Inspired Project Teams

Enduring Wisdom & Guided Challenges to Help Project Teams Achieve Their Best

  • May 26

    Image: Modern Gulliver weighed down by home ownership

    Recently we sold a summer home that we had owned for more than 20 years. Located in rural northwestern Pennsylvania, where we grew up, it provided us with a yearly change of scenery and the opportunity to reconnect with old friends and family. The place was great for holding cook-outs and bonfires or  just hanging out and watching birds, rabbits and deer cross the yard on their way to the hardwood forest out back.

    After a few years this double-home lifestyle began to take an increasingly larger toll on our peace of mind. In the winter, while we were safe and warm in California, we worried about pipes bursting in the empty Pennsylvania house as temperatures plunged below zero and stayed there for days at a time. And spring thunderstorms (often accompanied by hail or even tornadoes) posed their own threats to the place. To make sure everything was okay during these weather outbreaks we would have to ask relatives or a neighbor to brave the elements and check on the place.

    And then there was that large, green lawn. Unless we returned very early in Spring, we’d have to make arrangements for it to be mowed and tended by those same volunteers. Eventually, of course, we’d arrive and whip that big yard into shape. But this typically took the better part of a full day every week we were there.

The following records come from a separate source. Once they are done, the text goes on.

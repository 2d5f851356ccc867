use smallvec::SmallVec;

use super::chart_options::LabelWrapRules;

pub const ELLIPSIS: &str = "...";

/// Wrapped label lines; bubble labels rarely need more than four.
pub type LabelLines = SmallVec<[String; 4]>;

/// Shortest decimal form of `value` (`47`, `12.5`); negative zero prints as `0`.
#[must_use]
pub fn format_value(value: f64) -> String {
    if value == 0.0 {
        return "0".to_owned();
    }
    format!("{value}")
}

/// `47` → `47%`.
#[must_use]
pub fn format_percent(value: f64) -> String {
    format!("{}%", format_value(value))
}

/// `("No benefit", 8)` → `No benefit (8%)`.
#[must_use]
pub fn format_named_percent(name: &str, value: f64) -> String {
    format!("{name} ({})", format_percent(value))
}

/// Cuts categories longer than the threshold and appends an ellipsis.
#[must_use]
pub fn truncate_category(category: &str, rules: LabelWrapRules) -> String {
    if category.chars().count() > rules.truncate_threshold {
        let mut truncated: String = category.chars().take(rules.truncate_length).collect();
        truncated.push_str(ELLIPSIS);
        truncated
    } else {
        category.to_owned()
    }
}

/// Truncates, then greedily packs space-separated words into lines of at
/// most `wrap_width` characters. A word longer than the width keeps a line
/// of its own. Empty words (from repeated spaces) are preserved, so a line
/// may come back empty.
#[must_use]
pub fn wrap_category_label(category: &str, rules: LabelWrapRules) -> LabelLines {
    let truncated = truncate_category(category, rules);
    let mut lines = LabelLines::new();
    for word in truncated.split(' ') {
        let fits_last = lines.last().is_some_and(|last: &String| {
            !last.is_empty() && last.chars().count() + 1 + word.chars().count() <= rules.wrap_width
        });
        match lines.last_mut() {
            Some(last) if fits_last => {
                last.push(' ');
                last.push_str(word);
            }
            _ => lines.push(word.to_owned()),
        }
    }
    lines
}
use serde::{Deserialize, Serialize};

use crate::core::hierarchy::{Hierarchy, NodeId};
use crate::core::types::{ensure_non_negative, ensure_positive};
use crate::error::{ChartError, ChartResult};

/// Circle geometry produced by [`PackLayout`].
///
/// Coordinates are relative to the layout's top-left corner.
#[derive(Debug, Clone, Copy, PartialEq, Default, Serialize, Deserialize)]
pub struct PackedCircle {
    pub x: f64,
    pub y: f64,
    pub r: f64,
}

impl PackedCircle {
    #[must_use]
    pub const fn new(x: f64, y: f64, r: f64) -> Self {
        Self { x, y, r }
    }
}

/// Circle-packing layout: leaves sized by `sqrt(value)`, siblings packed
/// around their parent and the whole tree scaled to fit `width × height`.
#[derive(Debug, Clone, Copy, PartialEq, Serialize, Deserialize)]
pub struct PackLayout {
    pub width: f64,
    pub height: f64,
    pub padding: f64,
}

impl PackLayout {
    #[must_use]
    pub const fn new(width: f64, height: f64) -> Self {
        Self {
            width,
            height,
            padding: 0.0,
        }
    }

    #[must_use]
    pub const fn with_padding(mut self, padding: f64) -> Self {
        self.padding = padding;
        self
    }

    pub fn validate(self) -> ChartResult<()> {
        ensure_positive(self.width, "pack width")?;
        ensure_positive(self.height, "pack height")?;
        ensure_non_negative(self.padding, "pack padding")
    }

    /// Returns one circle per hierarchy node, indexed by [`NodeId`].
    pub fn layout(self, hierarchy: &Hierarchy) -> ChartResult<Vec<PackedCircle>> {
        self.validate()?;
        let root = hierarchy.root();
        if hierarchy.entry(root).value <= 0.0 {
            return Err(ChartError::InvalidData(
                "circle packing requires a positive total value".to_owned(),
            ));
        }

        let mut circles = vec![PackedCircle::default(); hierarchy.len()];
        for (id, entry) in hierarchy.entries().iter().enumerate() {
            if entry.is_leaf() {
                circles[id].r = entry.value.max(0.0).sqrt();
            }
        }

        let mut random = Lcg::default();
        let post_order = hierarchy.post_order();
        for &id in &post_order {
            pack_children(hierarchy, &mut circles, id, 0.0, &mut random)?;
        }

        let extent = self.width.min(self.height);
        let padding = self.padding * circles[root].r / extent;
        for &id in &post_order {
            pack_children(hierarchy, &mut circles, id, padding, &mut random)?;
        }

        let k = extent / (2.0 * circles[root].r);
        circles[root] = PackedCircle::new(self.width / 2.0, self.height / 2.0, circles[root].r * k);
        for id in hierarchy.pre_order().into_iter().skip(1) {
            let Some(parent) = hierarchy.entry(id).parent else {
                continue;
            };
            let origin = circles[parent];
            let circle = &mut circles[id];
            circle.r *= k;
            circle.x = origin.x + k * circle.x;
            circle.y = origin.y + k * circle.y;
        }

        Ok(circles)
    }
}

fn pack_children(
    hierarchy: &Hierarchy,
    circles: &mut [PackedCircle],
    id: NodeId,
    padding: f64,
    random: &mut Lcg,
) -> ChartResult<()> {
    let children = &hierarchy.entry(id).children;
    if children.is_empty() {
        return Ok(());
    }

    let mut siblings: Vec<PackedCircle> = children
        .iter()
        .map(|&child| {
            let mut circle = circles[child];
            circle.r += padding;
            circle
        })
        .collect();
    let enclosing_radius = pack_siblings(&mut siblings, random)?;

    for (&child, packed) in children.iter().zip(siblings) {
        circles[child] = PackedCircle::new(packed.x, packed.y, packed.r - padding);
    }
    circles[id].r = enclosing_radius + padding;
    Ok(())
}

/// Packs `circles` tangent to each other around the origin and returns the
/// radius of their enclosing circle.
///
/// Placement walks a front chain (a ring of the outermost circles kept as
/// index links) and always tries to attach the next circle to the pair
/// closest to the centroid.
pub fn pack_siblings(circles: &mut [PackedCircle], random: &mut Lcg) -> ChartResult<f64> {
    let n = circles.len();
    if n == 0 {
        return Ok(0.0);
    }

    circles[0].x = 0.0;
    circles[0].y = 0.0;
    if n == 1 {
        return Ok(circles[0].r);
    }

    circles[0].x = -circles[1].r;
    circles[1].x = circles[0].r;
    circles[1].y = 0.0;
    if n == 2 {
        return Ok(circles[0].r + circles[1].r);
    }

    let (first, second) = (circles[0], circles[1]);
    place(second, first, &mut circles[2]);

    let mut next = vec![0usize; n];
    let mut previous = vec![0usize; n];
    next[0] = 1;
    previous[2] = 1;
    next[1] = 2;
    previous[0] = 2;
    next[2] = 0;
    previous[1] = 0;

    let (mut a, mut b) = (0usize, 1usize);
    let mut i = 3;
    'pack: while i < n {
        let (anchor_a, anchor_b) = (circles[a], circles[b]);
        place(anchor_a, anchor_b, &mut circles[i]);
        let c = i;

        // Closest intersecting circle on the chain, measured by arc length.
        let (mut j, mut k) = (next[b], previous[a]);
        let (mut sj, mut sk) = (circles[b].r, circles[a].r);
        loop {
            if sj <= sk {
                if intersects(circles[j], circles[c]) {
                    b = j;
                    next[a] = b;
                    previous[b] = a;
                    continue 'pack;
                }
                sj += circles[j].r;
                j = next[j];
            } else {
                if intersects(circles[k], circles[c]) {
                    a = k;
                    next[a] = b;
                    previous[b] = a;
                    continue 'pack;
                }
                sk += circles[k].r;
                k = previous[k];
            }
            if j == next[k] {
                break;
            }
        }

        previous[c] = a;
        next[c] = b;
        next[a] = c;
        previous[b] = c;
        b = c;

        let mut best = score(circles, &next, a);
        let mut cursor = next[c];
        while cursor != b {
            let candidate = score(circles, &next, cursor);
            if candidate < best {
                a = cursor;
                best = candidate;
            }
            cursor = next[cursor];
        }
        b = next[a];
        i += 1;
    }

    let mut chain = vec![circles[b]];
    let mut cursor = next[b];
    while cursor != b {
        chain.push(circles[cursor]);
        cursor = next[cursor];
    }
    let enclosing = enclose(&chain, random)?;

    for circle in circles.iter_mut() {
        circle.x -= enclosing.x;
        circle.y -= enclosing.y;
    }
    Ok(enclosing.r)
}

/// Smallest circle enclosing every input circle.
pub fn enclose(circles: &[PackedCircle], random: &mut Lcg) -> ChartResult<PackedCircle> {
    let mut shuffled = circles.to_vec();
    random.shuffle(&mut shuffled);

    let mut basis: Vec<PackedCircle> = Vec::with_capacity(3);
    let mut enclosing: Option<PackedCircle> = None;
    let mut i = 0;
    while i < shuffled.len() {
        let circle = shuffled[i];
        match enclosing {
            Some(current) if encloses_weak(current, circle) => i += 1,
            _ => {
                basis = extend_basis(&basis, circle)?;
                enclosing = Some(enclose_basis(&basis));
                i = 0;
            }
        }
    }

    enclosing.ok_or_else(|| ChartError::InvalidData("cannot enclose zero circles".to_owned()))
}

fn place(b: PackedCircle, a: PackedCircle, c: &mut PackedCircle) {
    let dx = b.x - a.x;
    let dy = b.y - a.y;
    let d2 = dx * dx + dy * dy;
    if d2 == 0.0 {
        c.x = a.x + c.r;
        c.y = a.y;
        return;
    }

    let a2 = (a.r + c.r).powi(2);
    let b2 = (b.r + c.r).powi(2);
    if a2 > b2 {
        let x = (d2 + b2 - a2) / (2.0 * d2);
        let y = (b2 / d2 - x * x).max(0.0).sqrt();
        c.x = b.x - x * dx - y * dy;
        c.y = b.y - x * dy + y * dx;
    } else {
        let x = (d2 + a2 - b2) / (2.0 * d2);
        let y = (a2 / d2 - x * x).max(0.0).sqrt();
        c.x = a.x + x * dx - y * dy;
        c.y = a.y + x * dy + y * dx;
    }
}

fn intersects(a: PackedCircle, b: PackedCircle) -> bool {
    let dr = a.r + b.r - 1e-6;
    let dx = b.x - a.x;
    let dy = b.y - a.y;
    dr > 0.0 && dr * dr > dx * dx + dy * dy
}

fn score(circles: &[PackedCircle], next: &[usize], node: usize) -> f64 {
    let a = circles[node];
    let b = circles[next[node]];
    let ab = a.r + b.r;
    let dx = (a.x * b.r + b.x * a.r) / ab;
    let dy = (a.y * b.r + b.y * a.r) / ab;
    dx * dx + dy * dy
}

fn extend_basis(basis: &[PackedCircle], p: PackedCircle) -> ChartResult<Vec<PackedCircle>> {
    if encloses_weak_all(p, basis) {
        return Ok(vec![p]);
    }

    for &b in basis {
        if encloses_not(p, b) && encloses_weak_all(enclose_basis2(b, p), basis) {
            return Ok(vec![b, p]);
        }
    }

    for (i, &bi) in basis.iter().enumerate() {
        for &bj in &basis[i + 1..] {
            if encloses_not(enclose_basis2(bi, bj), p)
                && encloses_not(enclose_basis2(bi, p), bj)
                && encloses_not(enclose_basis2(bj, p), bi)
                && encloses_weak_all(enclose_basis3(bi, bj, p), basis)
            {
                return Ok(vec![bi, bj, p]);
            }
        }
    }

    Err(ChartError::InvalidData(
        "no enclosing basis found for packed circles".to_owned(),
    ))
}

fn encloses_not(a: PackedCircle, b: PackedCircle) -> bool {
    let dr = a.r - b.r;
    let dx = b.x - a.x;
    let dy = b.y - a.y;
    dr < 0.0 || dr * dr < dx * dx + dy * dy
}

fn encloses_weak(a: PackedCircle, b: PackedCircle) -> bool {
    let dr = a.r - b.r + a.r.max(b.r).max(1.0) * 1e-9;
    let dx = b.x - a.x;
    let dy = b.y - a.y;
    dr > 0.0 && dr * dr > dx * dx + dy * dy
}

fn encloses_weak_all(a: PackedCircle, basis: &[PackedCircle]) -> bool {
    basis.iter().all(|&b| encloses_weak(a, b))
}

fn enclose_basis(basis: &[PackedCircle]) -> PackedCircle {
    match basis {
        [a] => *a,
        [a, b] => enclose_basis2(*a, *b),
        [a, b, c] => enclose_basis3(*a, *b, *c),
        _ => PackedCircle::default(),
    }
}

fn enclose_basis2(a: PackedCircle, b: PackedCircle) -> PackedCircle {
    let x21 = b.x - a.x;
    let y21 = b.y - a.y;
    let r21 = b.r - a.r;
    let l = (x21 * x21 + y21 * y21).sqrt();
    PackedCircle::new(
        (a.x + b.x + x21 / l * r21) / 2.0,
        (a.y + b.y + y21 / l * r21) / 2.0,
        (l + a.r + b.r) / 2.0,
    )
}

fn enclose_basis3(a: PackedCircle, b: PackedCircle, c: PackedCircle) -> PackedCircle {
    let (x1, y1, r1) = (a.x, a.y, a.r);
    let a2 = x1 - b.x;
    let a3 = x1 - c.x;
    let b2 = y1 - b.y;
    let b3 = y1 - c.y;
    let c2 = b.r - r1;
    let c3 = c.r - r1;
    let d1 = x1 * x1 + y1 * y1 - r1 * r1;
    let d2 = d1 - b.x * b.x - b.y * b.y + b.r * b.r;
    let d3 = d1 - c.x * c.x - c.y * c.y + c.r * c.r;
    let ab = a3 * b2 - a2 * b3;
    let xa = (b2 * d3 - b3 * d2) / (ab * 2.0) - x1;
    let xb = (b3 * c2 - b2 * c3) / ab;
    let ya = (a3 * d2 - a2 * d3) / (ab * 2.0) - y1;
    let yb = (a2 * c3 - a3 * c2) / ab;
    let qa = xb * xb + yb * yb - 1.0;
    let qb = 2.0 * (r1 + xa * xb + ya * yb);
    let qc = xa * xa + ya * ya - r1 * r1;
    let r = -(if qa.abs() > 1e-6 {
        (qb + (qb * qb - 4.0 * qa * qc).sqrt()) / (2.0 * qa)
    } else {
        qc / qb
    });
    PackedCircle::new(x1 + xa + xb * r, y1 + ya + yb * r, r)
}

/// Deterministic linear congruential generator used to shuffle enclosing
/// candidates, so identical input always packs identically.
#[derive(Debug, Clone, Copy, PartialEq, Eq)]
pub struct Lcg {
    state: u64,
}

impl Default for Lcg {
    fn default() -> Self {
        Self { state: 1 }
    }
}

impl Lcg {
    const MULTIPLIER: u64 = 1_664_525;
    const INCREMENT: u64 = 1_013_904_223;
    const MODULUS: u64 = 1 << 32;

    /// Next value in `[0, 1)`.
    pub fn next_unit(&mut self) -> f64 {
        self.state = (Self::MULTIPLIER * self.state + Self::INCREMENT) % Self::MODULUS;
        self.state as f64 / Self::MODULUS as f64
    }

    pub fn shuffle<T>(&mut self, items: &mut [T]) {
        let mut remaining = items.len();
        while remaining > 0 {
            let index = (self.next_unit() * remaining as f64) as usize;
            remaining -= 1;
            items.swap(remaining, index);
        }
    }
}
use crate::core::Viewport;
use crate::error::ChartResult;
use crate::render::{CirclePrimitive, HoverRegion, LinePrimitive, RectPrimitive, TextPrimitive};

/// Backend-agnostic scene for one chart draw pass.
///
/// Backends draw rects, then circles, then lines, then texts, so labels
/// always end up on top of the shapes they describe.
#[derive(Debug, Clone, PartialEq)]
pub struct RenderFrame {
    pub viewport: Viewport,
    pub lines: Vec<LinePrimitive>,
    pub rects: Vec<RectPrimitive>,
    pub circles: Vec<CirclePrimitive>,
    pub texts: Vec<TextPrimitive>,
    pub hover_regions: Vec<HoverRegion>,
}

impl RenderFrame {
    #[must_use]
    pub fn new(viewport: Viewport) -> Self {
        Self {
            viewport,
            lines: Vec::new(),
            rects: Vec::new(),
            circles: Vec::new(),
            texts: Vec::new(),
            hover_regions: Vec::new(),
        }
    }

    #[must_use]
    pub fn with_line(mut self, line: LinePrimitive) -> Self {
        self.lines.push(line);
        self
    }

    #[must_use]
    pub fn with_text(mut self, text: TextPrimitive) -> Self {
        self.texts.push(text);
        self
    }

    #[must_use]
    pub fn with_rect(mut self, rect: RectPrimitive) -> Self {
        self.rects.push(rect);
        self
    }

    #[must_use]
    pub fn with_circle(mut self, circle: CirclePrimitive) -> Self {
        self.circles.push(circle);
        self
    }

    #[must_use]
    pub fn with_hover_region(mut self, region: HoverRegion) -> Self {
        self.hover_regions.push(region);
        self
    }

    pub fn validate(&self) -> ChartResult<()> {
        self.viewport.validate()?;

        for line in &self.lines {
            line.validate()?;
        }
        for rect in &self.rects {
            rect.validate()?;
        }
        for circle in &self.circles {
            circle.validate()?;
        }
        for text in &self.texts {
            text.validate()?;
        }
        for region in &self.hover_regions {
            region.validate()?;
        }

        Ok(())
    }

    /// Texts whose content contains `needle`.
    pub fn texts_containing<'a>(
        &'a self,
        needle: &'a str,
    ) -> impl Iterator<Item = &'a TextPrimitive> + 'a {
        self.texts
            .iter()
            .filter(move |text| text.text.contains(needle))
    }

    #[must_use]
    pub fn is_empty(&self) -> bool {
        self.lines.is_empty()
            && self.rects.is_empty()
            && self.circles.is_empty()
            && self.texts.is_empty()
    }
}
use tracing::{debug, warn};

use crate::core::{BandScale, CategoryRecord, LinearScale};
use crate::error::{ChartError, ChartResult};
use crate::render::{
    Color, LinePrimitive, RectPrimitive, RenderFrame, Renderer, TextHAlign, TextPrimitive,
};

use super::chart_options::BarChartOptions;
use super::label_text_formatter::{format_percent, format_value};

const AXIS_STROKE_WIDTH: f64 = 1.0;
/// Baseline shift that visually centers a label on its anchor.
const BOTTOM_TICK_LABEL_DY_EM: f64 = 0.71;
const LEFT_TICK_LABEL_DY_EM: f64 = 0.32;
const TITLE_BOTTOM_OFFSET_PX: f64 = 20.0;

/// Resolved scales shared by every part of one bar chart frame.
#[derive(Debug, Clone, PartialEq)]
pub struct BarChartScales {
    pub band: BandScale,
    pub value: LinearScale,
    /// Pixel row bars grow up from.
    pub baseline_y: f64,
    pub plot_top: f64,
}

impl BarChartScales {
    pub fn resolve(records: &[CategoryRecord], options: &BarChartOptions) -> ChartResult<Self> {
        let (width, height) = options.inner_size()?;
        let margins = options.margins;
        let band = BandScale::new(
            records.iter().map(|record| record.category.as_str()),
            margins.left,
            width - margins.right,
        )?
        .with_padding(options.band_padding)?;

        let (domain_min, domain_max) = options
            .value_domain
            .resolve(records.iter().map(|record| record.value));
        let baseline_y = height - margins.bottom;
        let value = LinearScale::new(domain_min, domain_max)?
            .nice(options.tick_count)
            .with_range(baseline_y, margins.top)?;

        Ok(Self {
            band,
            value,
            baseline_y,
            plot_top: margins.top,
        })
    }
}

/// Builds the bar chart: bars, category and value axes, value labels and
/// axis titles.
///
/// Bars are measured from the baseline and the value scale is not clamped,
/// so values above the domain reach past `plot_top`. Values below the
/// domain minimum are rejected.
pub fn build_bar_chart_frame(
    records: &[CategoryRecord],
    options: &BarChartOptions,
) -> ChartResult<RenderFrame> {
    options.validate()?;
    let scales = BarChartScales::resolve(records, options)?;
    let mut frame = RenderFrame::new(options.canvas);

    push_bars(&mut frame, records, options, &scales)?;
    push_category_axis(&mut frame, options, &scales)?;
    push_value_axis(&mut frame, options, &scales)?;
    push_value_labels(&mut frame, records, options, &scales)?;
    push_axis_titles(&mut frame, options)?;

    debug!(
        bars = frame.rects.len(),
        texts = frame.texts.len(),
        lines = frame.lines.len(),
        "bar chart frame built"
    );
    Ok(frame)
}

/// Builds the bar chart and hands it to `renderer`, which replaces any
/// previous output.
pub fn render_bar_chart<R: Renderer>(
    renderer: &mut R,
    records: &[CategoryRecord],
    options: &BarChartOptions,
) -> ChartResult<RenderFrame> {
    let frame = build_bar_chart_frame(records, options)?;
    renderer.render(&frame)?;
    Ok(frame)
}

fn band_start(scales: &BarChartScales, category: &str) -> ChartResult<f64> {
    scales.band.position(category).ok_or_else(|| {
        ChartError::InvalidData(format!("category `{category}` missing from band scale"))
    })
}

fn push_bars(
    frame: &mut RenderFrame,
    records: &[CategoryRecord],
    options: &BarChartOptions,
    scales: &BarChartScales,
) -> ChartResult<()> {
    let (domain_min, _) = scales.value.domain();
    for (index, record) in records.iter().enumerate() {
        if record.value < domain_min {
            return Err(ChartError::InvalidData(format!(
                "bar value {} for `{}` is below the value axis minimum {domain_min}",
                record.value, record.category
            )));
        }
        let x = band_start(scales, &record.category)?;
        let top = scales.value.domain_to_pixel(record.value)?;
        if top < scales.plot_top {
            warn!(
                category = %record.category,
                value = record.value,
                "bar value exceeds the value axis domain"
            );
        }
        frame.rects.push(RectPrimitive::new(
            x,
            top,
            scales.band.bandwidth(),
            (scales.baseline_y - top).max(0.0),
            options.palette.cyclic(index),
        ));
    }
    Ok(())
}

fn push_category_axis(
    frame: &mut RenderFrame,
    options: &BarChartOptions,
    scales: &BarChartScales,
) -> ChartResult<()> {
    let baseline = scales.baseline_y;
    let margins = options.margins;
    let (width, _) = options.inner_size()?;
    frame.lines.push(LinePrimitive::new(
        margins.left,
        baseline,
        width - margins.right,
        baseline,
        AXIS_STROKE_WIDTH,
        Color::BLACK,
    ));

    // Labels hang below the tick, then rotate around the tick foot.
    let font_size = options.category_label_font_size_px;
    let label_distance = options.tick_size_px
        + options.tick_padding_px
        + BOTTOM_TICK_LABEL_DY_EM * font_size;
    let rotation = options.category_label_rotation_deg.to_radians();
    let (sin, cos) = rotation.sin_cos();

    for category in scales.band.domain() {
        let Some(center) = scales.band.center(category) else {
            continue;
        };
        frame.lines.push(LinePrimitive::new(
            center,
            baseline,
            center,
            baseline + options.tick_size_px,
            AXIS_STROKE_WIDTH,
            Color::BLACK,
        ));
        if category.is_empty() {
            continue;
        }
        frame.texts.push(
            TextPrimitive::new(
                category,
                center - label_distance * sin,
                baseline + label_distance * cos,
                font_size,
                Color::BLACK,
                TextHAlign::Right,
            )
            .rotated(options.category_label_rotation_deg),
        );
    }
    Ok(())
}

fn push_value_axis(
    frame: &mut RenderFrame,
    options: &BarChartOptions,
    scales: &BarChartScales,
) -> ChartResult<()> {
    let axis_x = options.margins.left;
    let (range_start, range_end) = scales.value.range();
    frame.lines.push(LinePrimitive::new(
        axis_x,
        range_start,
        axis_x,
        range_end,
        AXIS_STROKE_WIDTH,
        Color::BLACK,
    ));

    let font_size = options.value_axis_font_size_px;
    for tick in scales.value.ticks(options.tick_count) {
        let y = scales.value.domain_to_pixel(tick)?;
        frame.lines.push(LinePrimitive::new(
            axis_x - options.tick_size_px,
            y,
            axis_x,
            y,
            AXIS_STROKE_WIDTH,
            Color::BLACK,
        ));
        frame.texts.push(TextPrimitive::new(
            format_value(tick),
            axis_x - options.tick_size_px - options.tick_padding_px,
            y + LEFT_TICK_LABEL_DY_EM * font_size,
            font_size,
            Color::BLACK,
            TextHAlign::Right,
        ));
    }
    Ok(())
}

fn push_value_labels(
    frame: &mut RenderFrame,
    records: &[CategoryRecord],
    options: &BarChartOptions,
    scales: &BarChartScales,
) -> ChartResult<()> {
    let half_band = scales.band.bandwidth() / 2.0;
    for record in records {
        let x = band_start(scales, &record.category)? + half_band;
        let y = scales.value.domain_to_pixel(record.value)? - options.value_label_offset_px;
        frame.texts.push(
            TextPrimitive::new(
                format_percent(record.value),
                x,
                y,
                options.value_label_font_size_px,
                Color::BLACK,
                TextHAlign::Center,
            )
            .bold(),
        );
    }
    Ok(())
}

fn push_axis_titles(frame: &mut RenderFrame, options: &BarChartOptions) -> ChartResult<()> {
    let (width, height) = options.inner_size()?;
    let margins = options.margins;
    let font_size = options.title_font_size_px;

    if !options.category_axis_title.is_empty() {
        frame.texts.push(
            TextPrimitive::new(
                options.category_axis_title.as_str(),
                width / 2.0,
                height + margins.bottom - TITLE_BOTTOM_OFFSET_PX,
                font_size,
                Color::BLACK,
                TextHAlign::Center,
            )
            .bold(),
        );
    }
    if !options.value_axis_title.is_empty() {
        frame.texts.push(
            TextPrimitive::new(
                options.value_axis_title.as_str(),
                margins.left / 2.0,
                height / 2.0,
                font_size,
                Color::BLACK,
                TextHAlign::Center,
            )
            .bold()
            .rotated(-90.0),
        );
    }
    Ok(())
}
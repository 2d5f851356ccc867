use tracing::trace;

use crate::core::CategoryRecord;

use super::loader::SurveyData;

/// Turns a raw data key into a display category (`no_benefit` → `no benefit`).
#[must_use]
pub fn normalize_category(key: &str) -> String {
    key.replace('_', " ")
}

/// Converts survey data into records, one per key, in input order.
#[must_use]
pub fn shape_records(data: &SurveyData) -> Vec<CategoryRecord> {
    let records: Vec<CategoryRecord> = data
        .iter()
        .map(|(key, &value)| CategoryRecord::new(normalize_category(key), value))
        .collect();
    trace!(count = records.len(), "shaped category records");
    records
}
use serde::{Deserialize, Serialize};

use crate::render::{
    HoverRegion, RenderFrame, TOOLTIP_POINTER_OFFSET_PX, TooltipContent, escape_xml,
};

/// Public tooltip state exposed to host applications.
#[derive(Debug, Clone, PartialEq, Default, Serialize, Deserialize)]
pub struct TooltipState {
    pub visible: bool,
    /// Page-space position of the tooltip's top-left corner.
    pub left_px: f64,
    pub top_px: f64,
    pub content: Option<TooltipContent>,
}

impl TooltipState {
    /// Tooltip markup: the title, a line break, then `Percentage: {detail}`.
    ///
    /// Empty when no content has been shown yet.
    #[must_use]
    pub fn html(&self) -> String {
        self.content
            .as_ref()
            .map(|content| {
                format!(
                    "{}<br>Percentage: {}",
                    escape_xml(&content.title),
                    escape_xml(&content.detail)
                )
            })
            .unwrap_or_default()
    }
}

/// Headless hover model for one chart frame.
///
/// Mirrors the page script: entering a hover region shows its content next
/// to the pointer, leaving every region hides the tooltip.
#[derive(Debug, Clone, PartialEq, Default)]
pub struct TooltipController {
    cursor_x: f64,
    cursor_y: f64,
    state: TooltipState,
}

impl TooltipController {
    #[must_use]
    pub fn new() -> Self {
        Self::default()
    }

    #[must_use]
    pub fn cursor(&self) -> (f64, f64) {
        (self.cursor_x, self.cursor_y)
    }

    #[must_use]
    pub fn state(&self) -> &TooltipState {
        &self.state
    }

    /// Hit-tests `(x, y)` in frame space and positions the tooltip at the
    /// page-space pointer `(page_x, page_y)`.
    ///
    /// Regions drawn later sit on top, so the last hit wins. Returns whether
    /// the tooltip is visible afterwards.
    pub fn on_pointer_move(
        &mut self,
        frame: &RenderFrame,
        x: f64,
        y: f64,
        page_x: f64,
        page_y: f64,
    ) -> bool {
        self.cursor_x = x;
        self.cursor_y = y;
        match hit_test(frame, x, y) {
            Some(region) => {
                self.state.visible = true;
                self.state.left_px = page_x;
                self.state.top_px = page_y - TOOLTIP_POINTER_OFFSET_PX;
                self.state.content = Some(region.tooltip.clone());
            }
            None => self.state.visible = false,
        }
        self.state.visible
    }

    /// Hides the tooltip; the last content is kept for fade-out.
    pub fn on_pointer_leave(&mut self) {
        self.state.visible = false;
    }
}

/// Topmost hover region under `(x, y)`.
#[must_use]
pub fn hit_test(frame: &RenderFrame, x: f64, y: f64) -> Option<&HoverRegion> {
    frame
        .hover_regions
        .iter()
        .rev()
        .find(|region| region.shape.contains(x, y))
}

    Over the years, our time in PA was increasingly spent on additional maintenance chores. The water from the well was brought into the house by a submersible pump that had to be repaired and eventually replaced. And the iron-saturated water, a legacy of ground-water contamination by local coal strip mining during the 1950s, had to be treated with strong chemicals in order to be usable. These chemicals, in turn, would become saturated themselves with iron, requiring monitoring. If you waited too long to replace them, you might find that your laundry, instead of becoming clean, had acquired a deep red-brown permanent stain.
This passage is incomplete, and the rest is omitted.